26、gb15aori-r:5’-gccctagcggagtgtatactg-3’

27、pcr扩增条件：预变性，95℃5min；变性，95℃30sec，退火，53℃30sec，延伸，72℃4min或1min，35个循环；终延伸，72℃5min。

28、本发明中sam依赖型甲基转移酶基因pba295、pba296、pba304的全基因合成参照现有技术进行，所述载体puc57为现有质粒载体。

29、本发明中所述ddm产生菌hgf052为珍贵束丝放线菌atcc 31565的asm19敲除突变株，来自文献(journal of american chemical society，2002，124(23)，6544-6545)。

30、上述美登素新型衍生物3-o-氨甲酰美登醇的制备方法，包括步骤如下：

31、1)将上述工程菌接种于ymg固体培养基上，在25～35℃下扩大培养5～10天；

32、2)将工程菌的ymg固体培养物切块，用提取液乙酸乙酯浸泡提取3次后合并浸提液，将浸提液减压浓缩至200～400ml后用等体积的乙酸乙酯萃取3次，将萃取后的乙酸乙酯相合并后经减压浓缩至干，得到乙酸乙酯提取物；

33、3)乙酸乙酯提取物经等体积石油醚和甲醇萃取后得甲醇相和石油醚相，甲醇相经减压浓缩后经葡聚糖凝胶柱层析分离得到粗产物，粗产物经hplc制备得到如上式所示3-o-氨甲酰美登醇。

34、根据本发明优选的，步骤1)中，所述扩大培养为8l扩大培养，培养条件为30℃，8d。

35、根据本发明优选的，步骤1)中，所述ymg固体培养基配方为：酵母提取物0.4％，麦芽提取物1％，葡萄糖0.4％，10n naoh调ph值至7.2-7.4，1.5-2％琼脂，115℃高压灭菌30min。

36、上述美登素新型衍生物3-o-氨甲酰美登醇在制备抗肿瘤药物中的应用。

37、经药理试验研究显示，本发明提供的3-o-氨甲酰美登醇对人乳腺癌细胞(mda-mb-231)、人宫颈癌细胞(hela)和人结肠癌细胞(hct116)有细胞毒活性，ic50值分别为5.85、0.32和1.24μm，可用于制备抗肿瘤药物。
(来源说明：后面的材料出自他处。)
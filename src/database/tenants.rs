// SPDX-License-Identifier: MIT OR Apache-2.0

//! Tenant record CRUD. Tenant rows are not RLS-guarded themselves — a
//! tenant's own row is the root of its isolation boundary, not a child of
//! it — so these methods run on a plain pool connection.

use chrono::{DateTime, Utc};
use sqlx::Row;
use uuid::Uuid;

use super::Database;
use crate::errors::{AppError, AppResult};
use sentinel_core::TenantId;

/// A tenant: one per end user, created on first successful federated
/// sign-in (spec §3). Never deleted silently.
#[derive(Debug, Clone)]
pub struct Tenant {
    /// Unique tenant id.
    pub id: TenantId,
    /// Primary email, used for credential issuance and the allow-list check.
    pub email: String,
    /// The tenant's DEK, wrapped by the KMS key-encryption-key. Opaque.
    pub wrapped_dek: Vec<u8>,
    /// Optional encrypted free-form settings payload.
    pub settings_encrypted: Option<String>,
    /// IANA timezone name, defaults to UTC.
    pub timezone: String,
    /// When the tenant was created.
    pub created_at: DateTime<Utc>,
}

impl Database {
    /// Create a new tenant, generating its initial DEK via the caller's KMS
    /// gateway and storing only the wrapped blob.
    pub async fn create_tenant(&self, email: &str, wrapped_dek: Vec<u8>, timezone: &str) -> AppResult<Tenant> {
        let id = Uuid::new_v4();
        let row = sqlx::query(
            r"
            INSERT INTO tenants (id, email, wrapped_dek, timezone, created_at)
            VALUES ($1, $2, $3, $4, now())
            RETURNING id, email, wrapped_dek, settings_encrypted, timezone, created_at
            ",
        )
        .bind(id)
        .bind(email.to_lowercase())
        .bind(&wrapped_dek)
        .bind(timezone)
        .fetch_one(&self.pool)
        .await
        .map_err(|e| AppError::database(format!("failed to create tenant: {e}")))?;

        Ok(row_to_tenant(&row))
    }

    /// Look up a tenant by email, used during sign-in to decide whether to
    /// create a new tenant or reuse an existing one.
    pub async fn get_tenant_by_email(&self, email: &str) -> AppResult<Option<Tenant>> {
        let row = sqlx::query(
            "SELECT id, email, wrapped_dek, settings_encrypted, timezone, created_at FROM tenants WHERE email = $1",
        )
        .bind(email.to_lowercase())
        .fetch_optional(&self.pool)
        .await
        .map_err(|e| AppError::database(format!("failed to get tenant: {e}")))?;

        Ok(row.as_ref().map(row_to_tenant))
    }

    /// Look up a tenant by id.
    pub async fn get_tenant_by_id(&self, tenant_id: TenantId) -> AppResult<Tenant> {
        let row = sqlx::query(
            "SELECT id, email, wrapped_dek, settings_encrypted, timezone, created_at FROM tenants WHERE id = $1",
        )
        .bind(tenant_id.as_uuid())
        .fetch_optional(&self.pool)
        .await
        .map_err(|e| AppError::database(format!("failed to get tenant: {e}")))?
        .ok_or_else(|| AppError::not_found(format!("tenant {tenant_id}")))?;

        Ok(row_to_tenant(&row))
    }

    /// Fetch only the wrapped DEK blob, the common case for C1/C2 unwrap.
    pub async fn get_wrapped_dek(&self, tenant_id: TenantId) -> AppResult<Vec<u8>> {
        let row = sqlx::query("SELECT wrapped_dek FROM tenants WHERE id = $1")
            .bind(tenant_id.as_uuid())
            .fetch_optional(&self.pool)
            .await
            .map_err(|e| AppError::database(format!("failed to get wrapped dek: {e}")))?
            .ok_or_else(|| AppError::not_found(format!("tenant {tenant_id}")))?;

        Ok(row.get::<Vec<u8>, _>("wrapped_dek"))
    }

    /// Every tenant id, the fan-out source for scheduler jobs that walk all
    /// tenants (spec §4.8): contact sync, timezone sync, the chat archiver.
    pub async fn list_tenant_ids(&self) -> AppResult<Vec<TenantId>> {
        let rows = sqlx::query("SELECT id FROM tenants")
            .fetch_all(&self.pool)
            .await
            .map_err(|e| AppError::database(format!("failed to list tenants: {e}")))?;

        Ok(rows.iter().map(|row| TenantId::from_uuid(row.get::<Uuid, _>("id"))).collect())
    }

    /// Replace a tenant's wrapped DEK after a key rotation (spec §9, C1).
    pub async fn update_wrapped_dek(&self, tenant_id: TenantId, wrapped_dek: Vec<u8>) -> AppResult<()> {
        let result = sqlx::query("UPDATE tenants SET wrapped_dek = $1 WHERE id = $2")
            .bind(&wrapped_dek)
            .bind(tenant_id.as_uuid())
            .execute(&self.pool)
            .await
            .map_err(|e| AppError::database(format!("failed to rotate dek: {e}")))?;

        if result.rows_affected() == 0 {
            return Err(AppError::not_found(format!("tenant {tenant_id}")));
        }
        Ok(())
    }

    /// Update a tenant's timezone, as observed from their calendar settings
    /// (spec §4.8 `timezoneSync`).
    pub async fn update_timezone(&self, tenant_id: TenantId, timezone: &str) -> AppResult<()> {
        let result = sqlx::query("UPDATE tenants SET timezone = $1 WHERE id = $2")
            .bind(timezone)
            .bind(tenant_id.as_uuid())
            .execute(&self.pool)
            .await
            .map_err(|e| AppError::database(format!("failed to update timezone: {e}")))?;

        if result.rows_affected() == 0 {
            return Err(AppError::not_found(format!("tenant {tenant_id}")));
        }
        Ok(())
    }
}

fn row_to_tenant(row: &sqlx::postgres::PgRow) -> Tenant {
    Tenant {
        id: TenantId::from_uuid(row.get::<Uuid, _>("id")),
        email: row.get("email"),
        wrapped_dek: row.get("wrapped_dek"),
        settings_encrypted: row.get("settings_encrypted"),
        timezone: row.get("timezone"),
        created_at: row.get("created_at"),
    }
}

#[cfg(test)]
mod tests {
    use super::*;
    use sqlx::PgPool;

    async fn test_db() -> Option<Database> {
        let url = std::env::var("TEST_DATABASE_URL").ok()?;
        let pool = PgPool::connect(&url).await.expect("connect to test database");
        Some(Database::from_pool(pool))
    }

    #[tokio::test]
    async fn list_tenant_ids_includes_newly_created_tenant() {
        let Some(db) = test_db().await else { return };
        let tenant = db.create_tenant("scheduler-fanout@example.com", vec![1, 2, 3], "UTC").await.unwrap();

        let ids = db.list_tenant_ids().await.unwrap();
        assert!(ids.contains(&tenant.id));
    }

    #[tokio::test]
    async fn update_timezone_persists_new_value() {
        let Some(db) = test_db().await else { return };
        let tenant = db.create_tenant("tz-update@example.com", vec![1, 2, 3], "UTC").await.unwrap();

        db.update_timezone(tenant.id, "America/New_York").await.unwrap();
        let reloaded = db.get_tenant_by_id(tenant.id).await.unwrap();
        assert_eq!(reloaded.timezone, "America/New_York");
    }

    #[tokio::test]
    async fn update_timezone_on_unknown_tenant_fails() {
        let Some(db) = test_db().await else { return };
        let result = db.update_timezone(TenantId::new(), "UTC").await;
        assert!(result.is_err());
    }
}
优选的，所述肿瘤为乳腺癌、宫颈癌或结肠癌。

38、本发明未详尽之处，均可采用现有技术。

39、本发明的有益效果在于：

40、1、经体外抗肿瘤活性实验表明，本发明提供的3-o-氨甲酰美登醇对人乳腺癌细胞(mda-mb-231)、人宫颈癌细胞(hela)和人结肠癌细胞(hct116)显示了明显的细胞毒活性，ic50值分别为5.85、0.32和1.24μm，因此可用于制备抗肿瘤药物。

41、2、本发明提供的美登素新型衍生物3-o-氨甲酰美登醇可通过现有技术还原为美登醇，用于美登素抗体偶联药的制备，因此可替代ap-3成为新的美登素类药物原料。

42、3、本发明发现了来源于宏基因组和拟诺卡氏菌egi80425的sam依赖型甲基转移酶基因pba295、pba296、pba304和nan291，其与氨甲酰基转移酶asc21b共表达可实现美登素新型衍生物3-o-氨甲酰美登醇的高效合成，有效解决了内源n-甲基转移酶asm10不能识别并催化n-去甲基-3-o-氨甲酰美登醇，无法制备3-o-氨甲酰美登醇的问题。